突然、地面の符から光が生まれたかと思った。ニラナコイの符から勢いよく出てきたのは、一階でも見た明るいランタンだった。ロープも飛び出してきて、縄を掴んだニラナコイは縄を自身の頭上で一周させて、光の輪を描いた。

「これでも食らえっ!」

俺の左脇腹にランタンが落ちてきたような衝撃が走る。まさかランタンを持ってくることができるとは。俺は身体が焼け溶ける感覚がしながら横に飛び倒れ、近くのテーブルに受け止められた。

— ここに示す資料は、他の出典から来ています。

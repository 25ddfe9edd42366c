//! Block volume evaluator
//!
//! A volume is in use when its measured read+write throughput over the
//! lookback window is above zero. Throughput is the 99.9th percentile of
//! 1-minute byte samples divided by the sample period, read and write summed.
//! An empty series measures as zero throughput, so a volume with no
//! telemetry classifies as not in use.

use super::{fetch_series_or_empty, Degraded, Evaluate};
use crate::error::EvaluationError;
use crate::metrics::{MetricQuery, MetricsPort, Statistic};
use crate::models::{CostEstimate, FindingFlags, ResourceAttributes, ResourceDescriptor, ResourceKind};
use crate::pricing::storage::{DEFAULT_IOPS, DEFAULT_THROUGHPUT_MBS};
use crate::pricing::{recommend_storage_class, storage_cost, StorageClass};
use async_trait::async_trait;
use chrono::{Duration, Utc};
use std::sync::Arc;
use tracing::debug;

const LOOKBACK_DAYS: i64 = 14;
const SAMPLE_PERIOD_SECS: u32 = 60;
const THROUGHPUT_PERCENTILE: f64 = 99.9;

const METRIC_NAMESPACE: &str = "AWS/EBS";
const READ_BYTES_METRIC: &str = "VolumeReadBytes";
const WRITE_BYTES_METRIC: &str = "VolumeWriteBytes";

impl std::fmt::Debug for VolumeEvaluator {
    fn fmt(&self, f: &mut std::fmt::Formatter<'_>) -> std::fmt::Result {
        f.debug_struct("VolumeEvaluator")
            .field("descriptor", &self.descriptor)
            .field("class_label", &self.class_label)
            .field("size_gib", &self.size_gib)
            .field("iops", &self.iops)
            .field("throughput_mbs", &self.throughput_mbs)
            .field("degraded", &self.degraded)
            .finish_non_exhaustive()
    }
}

pub struct VolumeEvaluator {
    descriptor: ResourceDescriptor,
    class_label: String,
    size_gib: u64,
    iops: u32,
    throughput_mbs: u32,
    metrics: Arc<dyn MetricsPort>,
    degraded: Degraded,
}

impl VolumeEvaluator {
    pub fn new(
        descriptor: ResourceDescriptor,
        metrics: Arc<dyn MetricsPort>,
    ) -> Result<Self, EvaluationError> {
        let ResourceAttributes::Volume {
            class,
            size_gib,
            provisioned_iops,
            provisioned_throughput_mbs,
        } = &descriptor.attributes
        else {
            return Err(EvaluationError::AttributeMismatch {
                id: descriptor.id.clone(),
                expected: ResourceKind::Volume,
            });
        };

        Ok(Self {
            class_label: class.clone(),
            size_gib: *size_gib,
            iops: provisioned_iops.unwrap_or(DEFAULT_IOPS),
            throughput_mbs: provisioned_throughput_mbs.unwrap_or(DEFAULT_THROUGHPUT_MBS),
            descriptor,
            metrics,
            degraded: Degraded::default(),
        })
    }

    /// p99.9 of 1-minute byte samples, as bytes per second
    async fn sampled_throughput(&self, metric: &str) -> f64 {
        let end = Utc::now();
        let query = MetricQuery::resource(
            METRIC_NAMESPACE,
            metric,
            ("VolumeId", &self.descriptor.id),
            end - Duration::days(LOOKBACK_DAYS),
            end,
            SAMPLE_PERIOD_SECS,
            Statistic::Maximum,
        );
        let series =
            fetch_series_or_empty(self.metrics.as_ref(), &query, &self.degraded, &self.descriptor.id)
                .await;
        series
            .percentile(THROUGHPUT_PERCENTILE)
            .map(|bytes| bytes / SAMPLE_PERIOD_SECS as f64)
            .unwrap_or(0.0)
    }

    /// Measured read+write bytes per second over the lookback window
    async fn measured_throughput(&self) -> f64 {
        let read = self.sampled_throughput(READ_BYTES_METRIC).await;
        let write = self.sampled_throughput(WRITE_BYTES_METRIC).await;
        read + write
    }
}

#[async_trait]
impl Evaluate for VolumeEvaluator {
    fn descriptor(&self) -> &ResourceDescriptor {
        &self.descriptor
    }

    async fn is_in_use(&self) -> Result<bool, EvaluationError> {
        let throughput = self.measured_throughput().await;
        debug!(
            volume_id = %self.descriptor.id,
            throughput_bytes_per_sec = throughput,
            "volume throughput measured"
        );
        Ok(throughput > 0.0)
    }

    async fn evaluate_savings(&self) -> Result<CostEstimate, EvaluationError> {
        let class = match StorageClass::parse(&self.class_label) {
            Ok(class) => class,
            Err(e) => {
                debug!(volume_id = %self.descriptor.id, error = %e, "unknown storage class");
                self.degraded.mark_pricing_missing();
                return Ok(CostEstimate::delete(self.class_label.clone(), 0.0));
            }
        };

        let current_cost = storage_cost(class, self.size_gib, self.iops, self.throughput_mbs);
        let (recommended, recommended_cost) =
            recommend_storage_class(class, self.size_gib, self.iops, self.throughput_mbs);
        Ok(CostEstimate {
            current_class: class.label().to_string(),
            current_monthly_cost: current_cost,
            recommended_class: recommended.label().to_string(),
            recommended_monthly_cost: recommended_cost,
        })
    }

    fn flags(&self) -> FindingFlags {
        self.degraded.snapshot()
    }
}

「私だってやるときゃやるんだ」ニラナコイは口に笑みを浮かべて言う。そしてまた地面の符から飛び出したランタンをつかみ、ハンマー投げのように回転させる。さっきのランタンは符が燃えた火だったので服には火が燃え移っていないが、今ニラナコイが持っているランタンの中は、間違いなく本物の炎であることが明るさでわかる。次にあれを食らったらまずいことになる、一気に勝負を決めたいところだが。

「今度のは本物だー。覚悟しやがれー!」

ニラナコイの縄を回すスピードが増す。俺は周りに落ちている燃えている符を探して、右手にしっかりと掴んだ。無数の熱針が拳を内側も外側から貫通しているようだ。

「おい気が狂ったのか」

右手の炎を放さないようにしっかりと握る。燃え移りはしないが熱は伝わってくる。

「いくぞっ!」

俺は左手に盾を握りニラナコイに向けて走る。光の輪にむけて走る。

「まあ、火は消さないけどな」

ランタンの姿が左側から頭めがけて迫ってくる。

「ぬおおおっ!」

ランタンが当たりそうな寸前に右手を思いっきり握った。すると部屋を覆うほどのランタンは盾の影に隠れる。盾に衝撃が走ることをものともせずに前へ突進して、盾がニラナコイに当たって地面にプレスした。

「あつい、あつい、あついいっ!」

盾にランタンの油がまかれて引火したらしく、炎の盾の下敷きになったニラナコイは下でうごめいている。自分の体重を乗せて動かないようにする。すぐに右手の符の火が消えたが、皮膚がくっつき血が出て右手は動かせなかった。盾も小さくなっていき、炎も小さくなる。地面にはまだ少し焼けている変なにおいの焦げた男が倒れていた。まだ呼吸があるらしく生きているようだが、生きていても死んでいても俺はかわいそうだとは思わなかった。

盾で燃える火の残りを見て、俺はこれを「太陽の盾」と呼ぶことにした。盾についたドラゴンのウロコがきらりと光る。

「タント! コルチ!」

俺は焼けた男を飛び越して、塔の上へと急いで走った。